Isso se deve a uma razão técnica, cuja validade foi estabelecida antes e depois do colapso de 2008. Simplificando, os bancos centrais não podem controlar o nível agregado de gastos na economia, o que significa que eles não podem controlar o nível de preços e os preços. nível agregado de produção e emprego.

Um observador menos céptico do que Rogoff teria analisado mais de perto as propostas para fortalecer os estabilizadores fiscais automáticos, em vez de descartá-los com o argumento de que eles terão (maus) "efeitos de incentivo" e que os formuladores de políticas os substituirão ocasionalmente. Por exemplo, um observador justo estaria pelo menos aberto à idéia de uma garantia de emprego do sector público, do tipo previsto pela Lei Humphrey-Hawkins de 1978 nos EUA, que autorizou o governo federal a criar "reservatórios de emprego público" para equilibrar flutuações nos gastos privados.
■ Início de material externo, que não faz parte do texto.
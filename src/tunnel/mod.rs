//! Agent tunnel to the control plane.
//!
//! One session runs four independent WebSocket streams side by side:
//!
//! - **command**: the control plane invokes the local request handler
//!   (`command.rs`)
//! - **events**: application events pushed to the control plane
//!   (`events.rs`)
//! - **logs** / **notifications**: two instances of the generic stream
//!   relay multiplexing many logical push-streams (`relay.rs`)
//!
//! The [`agent::Agent`] supervisor keeps one session alive, tearing the whole
//! session down when any stream fails and reconnecting after a fixed pause.

pub mod agent;
pub mod command;
pub mod connector;
pub mod events;
pub mod group;
pub mod protocol;
pub mod relay;
pub mod timed;

use std::time::Duration;

use crate::config::TunnelConfig;

/// Per-frame deadlines shared by all tunnels.
#[derive(Debug, Clone, Copy, PartialEq, Eq)]
pub struct TunnelTimeouts {
    pub send: Duration,
    pub receive: Duration,
}

impl TunnelTimeouts {
    pub fn from_config(config: &TunnelConfig) -> Self {
        Self {
            send: config.send_timeout(),
            receive: config.receive_timeout(),
        }
    }
}

impl Default for TunnelTimeouts {
    fn default() -> Self {
        Self::from_config(&TunnelConfig::default())
    }
}
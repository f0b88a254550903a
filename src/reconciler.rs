//! Reconciliation: converge the registry to a caller-supplied desired set.
//!
//! Unlike the teacher's control-plane-driven loop, the desired set is
//! supplied by the embedding caller (`spec.md` §4.R: "the runtime does not
//! fetch its own desired state"). The reconciler's job is purely the diff
//! + converge + orphan sweep.

use std::collections::HashSet;
use std::sync::Arc;
use std::time::Duration;

use tokio::sync::watch;
use tracing::{debug, error, info, warn};

use crate::runtime::Runtime;

/// Reconciliation loop configuration.
#[derive(Debug, Clone)]
pub struct ReconcilerConfig {
    pub reconcile_interval: Duration,
}

impl Default for ReconcilerConfig {
    fn default() -> Self {
        Self {
            reconcile_interval: Duration::from_secs(5),
        }
    }
}

/// Source of the desired instance set this node should converge to.
#[async_trait::async_trait]
pub trait DesiredStateSource: Send + Sync {
    async fn desired_instance_ids(&self) -> HashSet<String>;
}

/// Converges the registry to a desired set, deleting surplus instances.
pub struct Reconciler {
    runtime: Arc<Runtime>,
    desired_source: Arc<dyn DesiredStateSource>,
    config: ReconcilerConfig,
}

impl Reconciler {
    pub fn new(
        runtime: Arc<Runtime>,
        desired_source: Arc<dyn DesiredStateSource>,
        config: ReconcilerConfig,
    ) -> Self {
        Self {
            runtime,
            desired_source,
            config,
        }
    }

    /// Run until `shutdown` signals true.
    pub async fn run(&self, mut shutdown: watch::Receiver<bool>) {
        info!(
            reconcile_interval_secs = self.config.reconcile_interval.as_secs(),
            "starting reconciliation loop"
        );

        let mut interval = tokio::time::interval(self.config.reconcile_interval);

        loop {
            tokio::select! {
                _ = interval.tick() => {
                    if let Err(e) = self.reconcile_once().await {
                        error!(error = %e, "reconciliation pass failed");
                    }
                }
                _ = shutdown.changed() => {
                    if *shutdown.borrow() {
                        info!("reconciler shutting down");
                        break;
                    }
                }
            }
        }
    }

    /// Diff the registry against the desired set and delete surplus
    /// instances. Returns the instance ids that were deleted.
    pub async fn reconcile_once(&self) -> Result<Vec<String>, crate::error::RuntimeError> {
        debug!("starting reconciliation pass");

        let desired = self.desired_source.desired_instance_ids().await;
        let live = self.runtime.list_instance_ids().await;

        let surplus: Vec<String> = live.difference(&desired).cloned().collect();
        let mut deleted = Vec::with_capacity(surplus.len());

        for instance_id in surplus {
            info!(instance_id = %instance_id, "deleting surplus instance");
            match self.runtime.delete(&instance_id).await {
                Ok(()) => deleted.push(instance_id),
                Err(e) => warn!(instance_id = %instance_id, error = %e, "failed to delete surplus instance"),
            }
        }

        Ok(deleted)
    }

    /// Sweep host-level TAP devices that don't correspond to any live
    /// instance (`spec.md` §4.R "startup orphan sweep").
    pub async fn sweep_orphan_taps(&self) -> Vec<String> {
        let live_ids = self.runtime.list_instance_ids().await;
        let live_taps: HashSet<String> = live_ids
            .iter()
            .map(|id| crate::allocator::tap_name(id))
            .collect();
        crate::network::sweep_orphan_taps(&live_taps)
    }
}

#[cfg(test)]
mod tests {
    use super::*;

    struct FixedDesired(HashSet<String>);

    #[async_trait::async_trait]
    impl DesiredStateSource for FixedDesired {
        async fn desired_instance_ids(&self) -> HashSet<String> {
            self.0.clone()
        }
    }

    #[test]
    fn default_interval_is_five_seconds() {
        let config = ReconcilerConfig::default();
        assert_eq!(config.reconcile_interval, Duration::from_secs(5));
    }

    #[tokio::test]
    async fn empty_desired_set_is_a_valid_source() {
        let source = FixedDesired(HashSet::new());
        assert!(source.desired_instance_ids().await.is_empty());
    }
}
Esses reservatórios seriam automaticamente esgotados e reabastecidos à medida que a economia diminuía e aumentava, criando assim um estabilizador automático. A Lei Humphrey-Hawkins, se tivesse sido implementada, teria reduzido bastante a discrição dos políticos em relação à política anticíclica, criando um estabilizador muito mais poderoso do que os sistemas de segurança social nos quais os governos agora dependem.

Certamente, tanto o design quanto a implementação dessa garantia de emprego gerariam problemas. Mas, por razões políticas e económicas, deve-se tentar enfrentá-los, em vez de concluir, como Rogoff, que "com a política monetária prejudicada e a política fiscal como o principal jogo da cidade, devemos esperar ciclos de negócios mais voláteis". Temos a inteligência para fazer melhor que isso.

ROBERT SKIDELSKY

Robert Skidelsky, membro da Câmara dos Lordes britânica, é professor emérito de economia política da Universidade de Warwick. O autor de uma biografia de John Maynard Keynes em três volumes, iniciou sua carreira política no Partido Trabalhista, tornou-se o porta-voz do Partido Conservador para assuntos do Tesouro na Câmara dos Lordes e acabou sendo forçado a sair do Partido Conservador por sua oposição a Intervenção da OTAN no Kosovo em 1999.